These almond-filled pastry pockets are much better than the store-bought variety. Make sure to crimp the edges firmly so the pockets don't leak.

Provided by Martha Stewart

Categories     Food & Cooking     Dessert & Treats Recipes     Pie & Tarts Recipes

Time 1h40m

Yield Makes 12

Number Of Ingredients 10

3 cups all-purpose flour (spooned and leveled), plus more for working
1 teaspoon coarse salt
1 cup (2 sticks) unsalted butter, room temperature
1/4 cup granulated sugar
1 large egg, lightly beaten, plus 1 egg yolk, lightly beaten
1/4 cup whole milk
1/4 cup sliced almonds
1 1/2 cups confectioners' sugar
1/4 cup light-brown sugar
1 tablespoon plus 1/4 teaspoon ground cinnamon

Steps:

  • In a large bowl, whisk together flour and salt.
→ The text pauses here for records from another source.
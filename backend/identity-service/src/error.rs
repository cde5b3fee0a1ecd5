use thiserror::Error;

pub type Result<T> = std::result::Result<T, IdentityError>;

#[derive(Debug, Error)]
pub enum IdentityError {
    /// Malformed input (bad national ID, bad email, short password)
    #[error("Validation error: {0}")]
    Validation(String),

    /// Email or national ID already bound to an account.
    /// Deliberately does not say which one.
    #[error("Account already exists")]
    Conflict,

    /// Action forbidden by fixed policy (top-tier self-registration)
    #[error("Policy violation: {0}")]
    Policy(String),

    /// Generic login failure: unknown account, wrong password, or an
    /// account that may not log in all look the same
    #[error("Invalid credentials")]
    InvalidCredentials,

    /// Rank hierarchy violation
    #[error("Forbidden: {0}")]
    Forbidden(String),

    /// Operation not valid for the account's current lifecycle state
    #[error("Invalid state: {0}")]
    InvalidState(String),

    #[error("Not found: {0}")]
    NotFound(String),

    /// Refresh token absent, revoked, or expired; also bad access tokens
    #[error("Invalid token")]
    InvalidToken,

    /// Owner of a refresh token is no longer active
    #[error("Account not active: {0}")]
    AccountState(String),

    #[error("Database error: {0}")]
    Database(String),

    #[error("JWT error: {0}")]
    Jwt(String),

    #[error("Internal server error: {0}")]
    Internal(String),
}

impl IdentityError {
    /// Stable machine-readable code for outer layers
    pub fn code(&self) -> &'static str {
        match self {
            IdentityError::Validation(_) => "validation_error",
            IdentityError::Conflict => "conflict",
            IdentityError::Policy(_) => "policy_violation",
            IdentityError::InvalidCredentials => "invalid_credentials",
            IdentityError::Forbidden(_) => "forbidden",
            IdentityError::InvalidState(_) => "invalid_state",
            IdentityError::NotFound(_) => "not_found",
            IdentityError::InvalidToken => "invalid_token",
            IdentityError::AccountState(_) => "account_not_active",
            IdentityError::Database(_) | IdentityError::Jwt(_) | IdentityError::Internal(_) => {
                "internal"
            }
        }
    }

    /// Infrastructure failures are opaque to callers and never retried here
    pub fn is_infrastructure(&self) -> bool {
        matches!(
            self,
            IdentityError::Database(_) | IdentityError::Jwt(_) | IdentityError::Internal(_)
        )
    }

    /// Message safe to hand to an end user
    pub fn public_message(&self) -> String {
        if self.is_infrastructure() {
            // Don't leak internal details in production
            "Internal server error".to_string()
        } else {
            self.to_string()
        }
    }
}

// Conversions from external error types
impl From<sqlx::Error> for IdentityError {
    fn from(err: sqlx::Error) -> Self {
        tracing::error!("Database error: {}", err);
        IdentityError::Database(err.to_string())
    }
}

impl From<jsonwebtoken::errors::Error> for IdentityError {
    fn from(err: jsonwebtoken::errors::Error) -> Self {
        tracing::error!("JWT error: {}", err);
        IdentityError::Jwt(err.to_string())
    }
}

impl From<anyhow::Error> for IdentityError {
    fn from(err: anyhow::Error) -> Self {
        let msg = err.to_string();
        // Map JWT validation failures from crypto-core
        if msg.contains("Token validation failed") {
            IdentityError::InvalidToken
        } else if msg.contains("Failed to generate token") {
            IdentityError::Jwt(msg)
        } else {
            IdentityError::Internal(msg)
        }
    }
}

impl From<validator::ValidationErrors> for IdentityError {
    fn from(err: validator::ValidationErrors) -> Self {
        IdentityError::Validation(err.to_string())
    }
}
In another large bowl, using an electric mixer, beat butter and granulated sugar on high, scraping down bowl as needed, until light and fluffy, about 4 minutes. Add whole egg and beat to combine. Beat in half the flour mixture, then milk and remaining flour mixture. Turn dough out onto a lightly floured work surface and gently knead to combine. Divide dough in half. Lightly flour a large piece of parchment paper and roll out 1 dough piece to a 9-by-12-inch rectangle. Repeat with remaining dough and another piece parchment. Refrigerate until firm, 30 minutes.
  • In a food processor, pulse almonds until coarsely chopped. Add 3/4 cup confectioners' sugar, brown sugar, 1 tablespoon cinnamon, and 5 teaspoons water; pulse until combined. Remove 1 dough sheet from refrigerator and cut into twelve 2-by-4 1/2-inch rectangles. Spread half with 1 heaping teaspoon almond mixture each, leaving a 1/2-inch border. Brush edges with yolk; top with remaining dough pieces. With the tines of a fork, crimp edges firmly. Brush tops with yolk. Repeat with remaining dough.
  • Chill pastries on two rimmed baking sheets until firm, 30 minutes (or up to 1 day). Preheat oven to 350 degrees, with racks in upper and lower thirds. Bake until edges are golden, 20 minutes, rotating sheets halfway through. Let cool completely on sheets on wire racks.
  • In a bowl, whisk together 3/4 cup confectioners' sugar, 1/4 teaspoon cinnamon, and 5 teaspoons water. With an offset spatula or table knife, spread glaze over pockets. Let set 5 minutes.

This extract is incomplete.